> **ASSIGNED TASK**: Show each line of the records in which the word "creation" occurs.

-------- RECORDS FOR PROCESSING --------

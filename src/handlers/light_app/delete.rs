use crate::api::{Empty, V2Response};
use crate::error::ApiError;
use crate::forms::LightAppRemoval;
use crate::state::AppState;

use super::light_app_not_found;

/// Take a light app offline. The row is kept with `is_active = false`; repeating
/// the call on an inactive app succeeds.
pub async fn execute(state: &AppState, input: LightAppRemoval) -> Result<V2Response<Empty>, ApiError> {
    let mut link = state
        .repository
        .find_light_app(&input.bk_light_app_code)
        .await?
        .ok_or_else(|| light_app_not_found(&input.bk_light_app_code))?;

    link.is_active = false;
    state.repository.save_link(&link).await?;

    tracing::info!("Deactivated light app {}", link.code);
    Ok(V2Response::ok("app 下架成功", Empty {}))
}
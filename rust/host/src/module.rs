//! Loading plug-in modules and creating instances from them.

use std::path::Path;
use std::sync::Arc;

use baton_protocol::descriptor::Descriptor;
use baton_protocol::{Entry, Host, ProtocolVersion};

use crate::instance::Instance;

#[cfg(test)]
mod tests;

/// The reason a [`Module`] could not create a plug-in.
#[derive(Debug, Clone, PartialEq, Eq, thiserror::Error)]
pub enum LoadError {
    /// No descriptor in the module carries the requested id.
    #[error("the module lists no plug-in with id {id:?}")]
    NotFound {
        /// The requested plug-in id.
        id: String,
    },

    /// The descriptor carries a protocol version this host does not speak.
    #[error("plug-in {id:?} was built against protocol version {plugin}, this host speaks {host}")]
    IncompatibleVersion {
        /// The requested plug-in id.
        id: String,

        /// The version the plug-in was built against.
        plugin: ProtocolVersion,

        /// The version this host speaks.
        host: ProtocolVersion,
    },

    /// The entry point answered the creation request with nothing.
    #[error("the module declined to create plug-in {id:?}")]
    Rejected {
        /// The requested plug-in id.
        id: String,
    },
}

/// An opened plug-in module.
///
/// Opening a module initializes its [`Entry`] point; dropping the module
/// closes the entry again. Open each entry through at most one module at
/// a time, and drop every [`Instance`] created from a module before the
/// module itself.
pub struct Module {
    entry: &'static dyn Entry,
    host: Arc<dyn Host>,
}

impl Module {
    /// Open a module by initializing its entry point.
    ///
    /// `path` is the location of the binary the entry was loaded from;
    /// the entry may read resources stored next to it.
    #[must_use]
    pub fn open(entry: &'static dyn Entry, host: Arc<dyn Host>, path: &Path) -> Self {
        entry.init(path);
        log::debug!("opened plug-in module at {}", path.display());
        Self { entry, host }
    }

    /// The number of plug-in classes the module exposes.
    #[must_use]
    pub fn plugin_count(&self) -> usize {
        self.entry.plugin_count()
    }

    /// The descriptors of every class in the module, in index order.
    pub fn descriptors(&self) -> impl Iterator<Item = Descriptor> + '_ {
        (0..self.entry.plugin_count())
            .filter_map(|index| self.entry.plugin_descriptor(self.host.info(), index))
    }

    /// Create an instance of the class with the given id.
    ///
    /// The protocol version of the matching descriptor is checked against
    /// this host's version before the entry point runs, so an entry never
    /// sees a creation request it cannot serve.
    ///
    /// # Errors
    ///
    /// [`LoadError::NotFound`] if no descriptor carries `id`,
    /// [`LoadError::IncompatibleVersion`] if the version check fails, and
    /// [`LoadError::Rejected`] if the entry point declines the request.
    pub fn create(&self, id: &str) -> Result<Instance, LoadError> {
        let descriptor = self
            .descriptors()
            .find(|descriptor| descriptor.id == id)
            .ok_or_else(|| LoadError::NotFound { id: id.to_owned() })?;
        let host_version = self.host.info().protocol_version;
        if !descriptor.protocol_version.is_compatible_with(host_version) {
            return Err(LoadError::IncompatibleVersion {
                id: id.to_owned(),
                plugin: descriptor.protocol_version,
                host: host_version,
            });
        }
        match self.entry.create_plugin(Arc::clone(&self.host), id) {
            Some(plugin) => Ok(Instance::new(plugin)),
            None => {
                log::warn!("entry point declined to create {id:?}");
                Err(LoadError::Rejected { id: id.to_owned() })
            }
        }
    }
}

impl Drop for Module {
    fn drop(&mut self) {
        self.entry.deinit();
        log::debug!("closed plug-in module");
    }
}
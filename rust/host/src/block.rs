//! Buffer ownership and event staging for repeated process calls.

use arrayvec::ArrayVec;
use baton_protocol::audio::{
    AudioInput, AudioOutput, BufferData, ConstantMask, PortId, SampleData, SampleDataMut,
};
use baton_protocol::events::{Event, OutputEvents};
use baton_protocol::ext::audio_ports::{
    AUDIO_PORTS, AudioPorts, PortDirection, PortInfo, default_port,
};
use baton_protocol::process::{Process, ProcessStatus};

use crate::instance::{Instance, ProcessFault};

#[cfg(test)]
mod tests;

/// The most ports a block will stage in either direction.
pub const MAX_AUDIO_PORTS: usize = 16;

/// The reason a [`ProcessBlock`] could not be built, or a call through
/// one could not be staged.
#[derive(Debug, Clone, Copy, PartialEq, Eq, thiserror::Error)]
pub enum BlockError {
    /// The plug-in publishes more ports in one direction than a block
    /// can stage.
    #[error(
        "the plug-in publishes {count} audio ports in one direction, over the block limit of {limit}",
        limit = MAX_AUDIO_PORTS
    )]
    TooManyPorts {
        /// The published port count.
        count: usize,
    },

    /// The audio-ports capability answered `None` below its own count.
    #[error("the audio-ports capability published no info for port {index}")]
    MissingPortInfo {
        /// The index the capability failed to answer.
        index: usize,
    },

    /// A staged event lies at or past the end of the call.
    #[error("a staged event lies outside a call of {frames_count} frames")]
    EventOutOfRange {
        /// The frame count of the rejected call.
        frames_count: usize,
    },

    /// The instance refused the call, or the plug-in failed it.
    #[error(transparent)]
    Fault(#[from] ProcessFault),
}

// For inputs the mask is the host's advisory hint and persists until
// changed; for outputs it is whatever the plug-in reported on the last
// successful call.
#[derive(Debug)]
struct PortBuffer {
    id: PortId,
    data: BufferData<f32>,
    constant_mask: ConstantMask,
}

/// Reusable buffers and event staging for the calls of one activation.
///
/// A block allocates every port buffer up front, sized by the plug-in's
/// published port layout and a maximum call length, and stages the borrowed
/// per-call views in fixed-capacity arrays. Between calls the host fills
/// input samples and stages events; each [`process`](ProcessBlock::process)
/// assembles the views, drives the instance, and advances the block's
/// steady clock by the frames processed.
///
/// # Examples
///
/// ```
/// use std::path::Path;
///
/// use baton_host::{Module, ProcessBlock, Session};
/// use baton_plugin::EntryPoint;
/// use baton_plugin::test_utils::{PASSTHROUGH_CLASSES, PASSTHROUGH_ID};
/// use baton_protocol::process::ProcessStatus;
///
/// static ENTRY: EntryPoint = EntryPoint::new(&PASSTHROUGH_CLASSES);
///
/// let host = Session::new("Example", "Example Audio", "https://example.test", "1.0").into_host();
/// let module = Module::open(&ENTRY, host, Path::new("/tmp/example.baton"));
/// let mut instance = module.create(PASSTHROUGH_ID)?;
/// instance.activate(48_000.0)?;
///
/// let mut block = ProcessBlock::for_instance(&instance, 64)?;
/// block.input_mut(0).channel_mut(0)[..4].copy_from_slice(&[0.1, 0.2, 0.3, 0.4]);
/// let status = block.process(&mut instance, 4)?;
/// assert_eq!(status, ProcessStatus::Continue);
/// assert_eq!(&block.output(0).channel(0)[..4], &[0.1, 0.2, 0.3, 0.4]);
/// # Ok::<(), Box<dyn std::error::Error>>(())
/// ```
#[derive(Debug)]
pub struct ProcessBlock {
    max_frames: usize,
    steady_time: i64,
    has_transport: bool,
    inputs: Vec<PortBuffer>,
    outputs: Vec<PortBuffer>,
    in_events: Vec<Event>,
    out_events: OutputEvents,
}

impl ProcessBlock {
    /// A block over explicit port layouts.
    ///
    /// Buffers come up zero-filled at `max_frames` frames each, with
    /// every input mask clear.
    ///
    /// # Errors
    ///
    /// [`BlockError::TooManyPorts`] if either direction lists more than
    /// [`MAX_AUDIO_PORTS`] ports.
    pub fn new(
        inputs: impl IntoIterator<Item = PortInfo>,
        outputs: impl IntoIterator<Item = PortInfo>,
        max_frames: usize,
    ) -> Result<Self, BlockError> {
        Ok(Self {
            max_frames,
            steady_time: 0,
            has_transport: false,
            inputs: allocate(inputs, max_frames)?,
            outputs: allocate(outputs, max_frames)?,
            in_events: Vec::new(),
            out_events: OutputEvents::new(0),
        })
    }

    /// A block matching `instance`'s published port layout.
    ///
    /// Reads the audio-ports capability when the plug-in provides one
    /// and assumes the default stereo pair on each side otherwise.
    ///
    /// # Errors
    ///
    /// [`BlockError::TooManyPorts`] and [`BlockError::MissingPortInfo`]
    /// when the published layout cannot be staged.
    pub fn for_instance(instance: &Instance, max_frames: usize) -> Result<Self, BlockError> {
        match instance
            .extension(AUDIO_PORTS.as_str())
            .and_then(|capability| capability.cast::<dyn AudioPorts>())
        {
            Some(ports) => Self::new(
                collect_ports(ports, PortDirection::Input)?,
                collect_ports(ports, PortDirection::Output)?,
                max_frames,
            ),
            None => Self::new([default_port()], [default_port()], max_frames),
        }
    }

    /// The number of input ports the block stages.
    #[must_use]
    pub fn num_inputs(&self) -> usize {
        self.inputs.len()
    }

    /// The number of output ports the block stages.
    #[must_use]
    pub fn num_outputs(&self) -> usize {
        self.outputs.len()
    }

    /// The id of input port `index`.
    ///
    /// # Panics
    ///
    /// Panics if `index >= self.num_inputs()`.
    #[must_use]
    pub fn input_id(&self, index: usize) -> PortId {
        self.inputs[index].id
    }

    /// The id of output port `index`.
    ///
    /// # Panics
    ///
    /// Panics if `index >= self.num_outputs()`.
    #[must_use]
    pub fn output_id(&self, index: usize) -> PortId {
        self.outputs[index].id
    }

    /// The samples of input port `index`.
    ///
    /// # Panics
    ///
    /// Panics if `index >= self.num_inputs()`.
    #[must_use]
    pub fn input(&self, index: usize) -> &BufferData<f32> {
        &self.inputs[index].data
    }

    /// Mutable samples of input port `index`, for the host to fill
    /// between calls.
    ///
    /// # Panics
    ///
    /// Panics if `index >= self.num_inputs()`.
    #[must_use]
    pub fn input_mut(&mut self, index: usize) -> &mut BufferData<f32> {
        &mut self.inputs[index].data
    }

    /// The samples of output port `index`, as the plug-in left them.
    ///
    /// # Panics
    ///
    /// Panics if `index >= self.num_outputs()`.
    #[must_use]
    pub fn output(&self, index: usize) -> &BufferData<f32> {
        &self.outputs[index].data
    }

    /// Flag the constant channels of input port `index` for following
    /// calls.
    ///
    /// The hint persists until changed again.
    ///
    /// # Panics
    ///
    /// Panics if `index >= self.num_inputs()`.
    pub fn set_input_constant_mask(&mut self, index: usize, mask: ConstantMask) {
        self.inputs[index].constant_mask = mask;
    }

    /// The constant-channel hint the plug-in reported for output port
    /// `index` on the last successful call.
    ///
    /// # Panics
    ///
    /// Panics if `index >= self.num_outputs()`.
    #[must_use]
    pub fn output_constant_mask(&self, index: usize) -> ConstantMask {
        self.outputs[index].constant_mask
    }

    /// Stage `event` for the next call.
    ///
    /// Events may arrive in any order; the block sorts them by offset at
    /// dispatch and validates them against that call's frame count.
    pub fn push_event(&mut self, event: Event) {
        self.in_events.push(event);
    }

    /// Whether events are staged for the next call.
    #[must_use]
    pub fn has_pending_events(&self) -> bool {
        !self.in_events.is_empty()
    }

    /// The events the plug-in emitted on the last successful call, in
    /// offset order.
    #[must_use]
    pub fn output_events(&self) -> &[Event] {
        self.out_events.as_slice()
    }

    /// Set whether following calls run under a rolling transport.
    pub fn set_transport(&mut self, has_transport: bool) {
        self.has_transport = has_transport;
    }

    /// The steady time the next call will carry.
    ///
    /// Starts at zero and advances by the frame count of each successful
    /// call.
    #[must_use]
    pub fn steady_time(&self) -> i64 {
        self.steady_time
    }

    /// The largest frame count a call through this block may carry.
    #[must_use]
    pub fn max_frames(&self) -> usize {
        self.max_frames
    }

    /// Drive one call of `frames_count` frames through `instance`.
    ///
    /// Assembles the borrowed views over the block's buffers and staged
    /// events and runs the instance. On success the plug-in's output
    /// masks and emitted events become readable and the steady clock
    /// advances by `frames_count`; on error the clock and the stored
    /// masks are untouched. Staged input events are consumed by the call
    /// either way.
    ///
    /// # Errors
    ///
    /// [`BlockError::EventOutOfRange`] if a staged event lies outside
    /// the call, and [`BlockError::Fault`] when the instance refuses the
    /// call or the plug-in fails it.
    ///
    /// # Panics
    ///
    /// Panics if `frames_count > self.max_frames()`.
    pub fn process(
        &mut self,
        instance: &mut Instance,
        frames_count: usize,
    ) -> Result<ProcessStatus, BlockError> {
        assert!(
            frames_count <= self.max_frames,
            "a block of {} frames cannot stage a {frames_count}-frame call",
            self.max_frames
        );
        // Stable sort keeps the staging order of events sharing an offset.
        self.in_events.sort_by_key(|event| event.sample_offset);
        self.out_events.reset(frames_count);
        let inputs: ArrayVec<AudioInput<'_>, MAX_AUDIO_PORTS> = self
            .inputs
            .iter()
            .map(|port| AudioInput {
                data: SampleData::F32(&port.data),
                latency: 0,
                constant_mask: port.constant_mask,
                port_id: port.id,
            })
            .collect();
        let mut outputs: ArrayVec<AudioOutput<'_>, MAX_AUDIO_PORTS> = self
            .outputs
            .iter_mut()
            .map(|port| AudioOutput {
                data: SampleDataMut::F32(&mut port.data),
                latency: 0,
                constant_mask: ConstantMask::NONE,
                port_id: port.id,
            })
            .collect();
        let status = {
            let Some(mut process) = Process::new(
                self.steady_time,
                frames_count,
                self.has_transport,
                &inputs,
                &mut outputs,
                &self.in_events,
                &mut self.out_events,
            ) else {
                // Buffers and the output list are sized by construction;
                // only a staged event can fail validation here.
                self.in_events.clear();
                return Err(BlockError::EventOutOfRange { frames_count });
            };
            instance.process(&mut process)
        };
        let masks: ArrayVec<ConstantMask, MAX_AUDIO_PORTS> =
            outputs.iter().map(|view| view.constant_mask).collect();
        // The output views keep the port buffers borrowed until dropped.
        drop(outputs);
        self.in_events.clear();
        let status = status?;
        for (port, mask) in self.outputs.iter_mut().zip(masks) {
            port.constant_mask = mask;
        }
        self.steady_time += frames_count as i64;
        Ok(status)
    }
}

fn collect_ports(
    ports: &dyn AudioPorts,
    direction: PortDirection,
) -> Result<Vec<PortInfo>, BlockError> {
    (0..ports.count(direction))
        .map(|index| {
            ports
                .get(direction, index)
                .ok_or(BlockError::MissingPortInfo { index })
        })
        .collect()
}

fn allocate(
    ports: impl IntoIterator<Item = PortInfo>,
    max_frames: usize,
) -> Result<Vec<PortBuffer>, BlockError> {
    let ports: Vec<PortInfo> = ports.into_iter().collect();
    if ports.len() > MAX_AUDIO_PORTS {
        return Err(BlockError::TooManyPorts { count: ports.len() });
    }
    Ok(ports
        .into_iter()
        .map(|port| PortBuffer {
            id: port.id,
            data: BufferData::new(port.num_channels, max_frames),
            constant_mask: ConstantMask::NONE,
        })
        .collect())
}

--------

> **WRITTEN REPLY**:
    /// The entry point answered the creation request with nothing.
    /// sees a creation request it cannot serve.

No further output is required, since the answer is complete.